API: The Consul API as a whole is excellent and extremely easy to work with
Documentation: Hashicorp really does documentation well. Their examples are easy to follow and everything is written in a manner that is easy to understand for beginners with the tool.
Cons
The GUI: The GUI interface for Consul has gotten a lot better over the years. Since Consul is so easy to interact with via API, this isn't a showstopper, but for those that are less command line inclined it's always nice to be able to refer them to an easy to use and understand web interface
It's chatty: Consul is extremely chatty. Sometimes it's particularly chatty at 2am with no indication as to why and eats up quite a bit of resources. Just be sure to provision your systems that typically take a heavy load with a little extra for Consul
Likelihood to Recommend
Right now, I would wager to say that Consul is the best cloud agnostic solution for service health/discovery and for integrating with Vault (for obvious reasons).
Consul is being used by the IT department to help create efficiencies across the company. Because we are a multi-data center environment we rely on Consul's monitoring to keep us alerted properly. Our DNS and services get a big boost while making our engineer's jobs easier. I highly recommend this product for any IT department.
Pros
Consul makes keeping our DNS up to date very simple and easy.
Configuration changes are a snap when Consul is involved.
All of our services register easy and we sleep better knowing Consul is on the job.
Cons
We would like to see more out of the box training for Consul use.
Best practice examples would be nice for routing.
The agent could be easier to run.
Likelihood to Recommend
Consul is well suited for both SMB as well as enterprise environments. I have found it to be a robust scalable tool to help make our company more efficient. Consul excels in a single database or a multi-database environment which makes searches easier. Small businesses might find this a bit overkill as a product but it can still benefit them.
We are using Consul as our service discovery to provide load balancing decisions on our swarm of containers, distributed throughout our clients' servers, as well as our servers.
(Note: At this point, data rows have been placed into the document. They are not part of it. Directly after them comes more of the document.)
//! Registry of named caches.
//!
//! Each name maps to a lazily provisioned [`Cache`]. Provisioning runs at most
//! once per name at a time and its result is kept for the life of the
//! manager; a failed provisioning is not kept, so the next lookup retries.

use std::collections::BTreeSet;
use std::sync::Arc;

use dashmap::DashMap;
use tokio::sync::OnceCell;

use crate::cache::{Cache, CacheLayout};
use crate::error::{CacheError, ProvisionError};
use crate::keys;
use crate::tier::{DynCacheTier, TierManager};

/// How the manager composes tiers.
#[derive(Debug, Clone, Copy, PartialEq, Eq, Default)]
pub enum CacheMode {
    /// Local tier in front of the distributed tier.
    #[default]
    MultiLevel,
    /// Distributed tier only; the local tier is used only when the
    /// distributed tier cannot be provisioned.
    DistributedOnly,
}

type Slot = Arc<OnceCell<Arc<Cache>>>;

/// Hands out exactly one [`Cache`] per logical name.
pub struct CacheManager {
    local: Option<Arc<dyn TierManager>>,
    distributed: Option<Arc<dyn TierManager>>,
    mode: CacheMode,
    caches: DashMap<String, Slot>,
}

impl CacheManager {
    pub fn builder() -> CacheManagerBuilder {
        CacheManagerBuilder::default()
    }

    pub fn mode(&self) -> CacheMode {
        self.mode
    }

    /// Cache for `name`, provisioned on first use.
    ///
    /// Concurrent first callers share one provisioning; all of them get the
    /// same instance.
    pub async fn get_cache(&self, name: &str) -> Result<Arc<Cache>, CacheError> {
        keys::validate_cache_name(name).map_err(|reason| CacheError::InvalidName {
            name: name.to_string(),
            reason,
        })?;

        let slot = {
            let entry = self.caches.entry(name.to_owned()).or_default();
            Arc::clone(entry.value())
        };

        match slot.get_or_try_init(|| self.provision(name)).await {
            Ok(cache) => Ok(Arc::clone(cache)),
            Err(err) => {
                // Drop the empty slot unless another caller still holds it.
                self.caches.remove_if(name, |_, existing| {
                    Arc::ptr_eq(existing, &slot)
                        && Arc::strong_count(existing) == 2
                        && !existing.initialized()
                });
                Err(err)
            }
        }
    }

    /// Names of the caches provisioned so far.
    pub fn cache_names(&self) -> BTreeSet<String> {
        self.caches
            .iter()
            .filter(|entry| entry.value().initialized())
            .map(|entry| entry.key().clone())
            .collect()
    }

    async fn provision(&self, name: &str) -> Result<Arc<Cache>, CacheError> {
        let distributed = match &self.distributed {
            Some(manager) => manager.get_tier(name).await.map_err(Some),
            None => Err(None),
        };

        // In distributed-only mode the local tier is a fallback, not a layer.
        let local = match (&self.local, self.mode, &distributed) {
            (Some(_), CacheMode::DistributedOnly, Ok(_)) => Err(None),
            (Some(manager), _, _) => manager.get_tier(name).await.map_err(Some),
            (None, _, _) => Err(None),
        };

        let layout = select_layout(name, self.mode, local, distributed)?;
        tracing::info!(cache = %name, layout = %layout.kind(), "cache provisioned");
        Ok(Arc::new(Cache::new(name, layout)))
    }
}

type TierResult = Result<DynCacheTier, Option<ProvisionError>>;

/// Pick the layout from whichever tiers provisioned. `Err(None)` means the
/// tier was not configured or not requested.
fn select_layout(
    name: &str,
    mode: CacheMode,
    local: TierResult,
    distributed: TierResult,
) -> Result<CacheLayout, CacheError> {
    match (local, distributed) {
        (Ok(local), Ok(distributed)) => Ok(CacheLayout::TwoTier { local, distributed }),
        (Err(reason), Ok(distributed)) => {
            if let Some(err) = &reason {
                tracing::warn!(cache = %name, error = %err, "local tier unavailable, using distributed tier only");
            }
            Ok(CacheLayout::DistributedOnly(distributed))
        }
        (Ok(local), Err(reason)) => {
            if let Some(err) = &reason {
                tracing::warn!(cache = %name, error = %err, "distributed tier unavailable, using local tier only");
            } else if mode == CacheMode::DistributedOnly {
                tracing::warn!(cache = %name, "no distributed tier configured, using local tier only");
            }
            Ok(CacheLayout::LocalOnly(local))
        }
        (Err(local), Err(distributed)) => Err(CacheError::Provisioning {
            name: name.to_string(),
            reasons: format!(
                "local: {}; distributed: {}",
                describe(local.as_ref()),
                describe(distributed.as_ref())
            ),
        }),
    }
}

fn describe(reason: Option<&ProvisionError>) -> String {
    reason.map_or_else(|| "not configured".to_string(), |err| err.reason.clone())
}

/// Builder for [`CacheManager`].
#[derive(Default)]
pub struct CacheManagerBuilder {
    local: Option<Arc<dyn TierManager>>,
    distributed: Option<Arc<dyn TierManager>>,
    mode: CacheMode,
}

impl CacheManagerBuilder {
    pub fn local(mut self, manager: Arc<dyn TierManager>) -> Self {
        self.local = Some(manager);
        self
    }

    pub fn distributed(mut self, manager: Arc<dyn TierManager>) -> Self {
        self.distributed = Some(manager);
        self
    }

    pub fn mode(mut self, mode: CacheMode) -> Self {
        self.mode = mode;
        self
    }

    /// `true` selects [`CacheMode::MultiLevel`], `false` [`CacheMode::DistributedOnly`].
    pub fn multi_level(self, enabled: bool) -> Self {
        self.mode(if enabled {
            CacheMode::MultiLevel
        } else {
            CacheMode::DistributedOnly
        })
    }

    pub fn build(self) -> CacheManager {
        CacheManager {
            local: self.local,
            distributed: self.distributed,
            mode: self.mode,
            caches: DashMap::new(),
        }
    }
}
use akko_cache::{CachePolicy, LayoutKind};
use colored::Colorize;
use serde_json::Value;
use tabled::builder::Builder;
use tabled::settings::Style;

use crate::cli::OutputFormat;

pub fn print_value(value: &Value, format: OutputFormat) {
    match format {
        OutputFormat::Json => println!("{}", pretty(value)),
        OutputFormat::Table => print_as_table(value),
    }
}

pub fn print_success(msg: &str) {
    println!("{} {}", "✓".green(), msg);
}

pub fn print_error(msg: &str) {
    eprintln!("{} {}", "✗".red(), msg);
}

pub fn print_warning(msg: &str) {
    eprintln!("{} {}", "!".yellow(), msg);
}

pub fn print_policies(policies: &[CachePolicy], format: OutputFormat) {
    match format {
        OutputFormat::Json => {
            let rows: Vec<Value> = policies
                .iter()
                .map(|p| {
                    serde_json::json!({
                        "name": p.name,
                        "key_prefix": p.key_prefix,
                        "local_max_entries": p.local_max_entries,
                        "local_ttl_secs": p.local_ttl.as_secs(),
                        "distributed_ttl_secs": p.distributed_ttl.as_secs(),
                        "cache_null_values": p.cache_null_values,
                        "null_ttl_secs": p.effective_null_ttl().as_secs(),
                    })
                })
                .collect();
            println!("{}", pretty(&Value::Array(rows)));
        }
        OutputFormat::Table => {
            let mut builder = Builder::default();
            builder.push_record(["Cache", "Key prefix", "Local max", "Local TTL", "Redis TTL", "Nulls"]);
            for p in policies {
                builder.push_record([
                    p.name.clone(),
                    p.key_prefix.clone(),
                    p.local_max_entries.to_string(),
                    format!("{}s", p.local_ttl.as_secs()),
                    format!("{}s", p.distributed_ttl.as_secs()),
                    if p.cache_null_values {
                        format!("{}s", p.effective_null_ttl().as_secs())
                    } else {
                        "off".to_string()
                    },
                ]);
            }
            println!("{}", builder.build().with(Style::rounded()));
        }
    }
}

/// One provisioned cache in the `status` view.
#[derive(Debug, Clone, PartialEq, Eq)]
pub struct StatusRow {
    pub name: String,
    pub layout: LayoutKind,
    pub key_prefix: String,
}

pub fn print_status(rows: &[StatusRow]) {
    let mut builder = Builder::default();
    builder.push_record(["Cache", "Layout", "Key prefix"]);
    for row in rows {
        builder.push_record([
            row.name.clone(),
            row.layout.to_string(),
            row.key_prefix.clone(),
        ]);
    }
    println!("{}", builder.build().with(Style::rounded()));
}

fn print_as_table(value: &Value) {
    let Some(object) = value.as_object() else {
        println!("{}", pretty(value));
        return;
    };

    let mut builder = Builder::default();
    builder.push_record(["Field", "Value"]);
    for (field, v) in object {
        let rendered = match v {
            Value::String(s) => s.clone(),
            other => other.to_string(),
        };
        builder.push_record([field.clone(), rendered]);
    }
    println!("{}", builder.build().with(Style::rounded()));
}

fn pretty(value: &Value) -> String {
    serde_json::to_string_pretty(value).unwrap_or_else(|_| value.to_string())
}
The DevOps team is the responsible for leveraging our Consul instances, maintaining them and keeping them communicable with all our nodes in a real time fashion.
Pros
Quick, hands-on solution to integrate with Docker containers via Docker-machine in a Docker Swarm flavour
Automatic provisioning of the mapped services via a dynamic API. One cannot beat that!
Free Health Checking means by which we can assert whether a certain service is up and running or not.
Cons
When it gracefully dies, it dies too gracefully. Way to graceful to find in a simple way what was wrong.
Working with the ACLs could be a little simpler.
I didn't find a native way of configuring it as a circuit breaker. Perhaps that could be an item to be improved in the future.
Likelihood to Recommend
I've been using Consul as my only service discovery tool for my Swarm of Nodes, deployed with Docker. Also, as a side effect, it provides me a great health checking tool for my node services. I didn't need to to much configuration, pretty much the stock Consul docker image ran almost out of the box, without much hassle, which in this aspect, is a basic characteristics of Consul.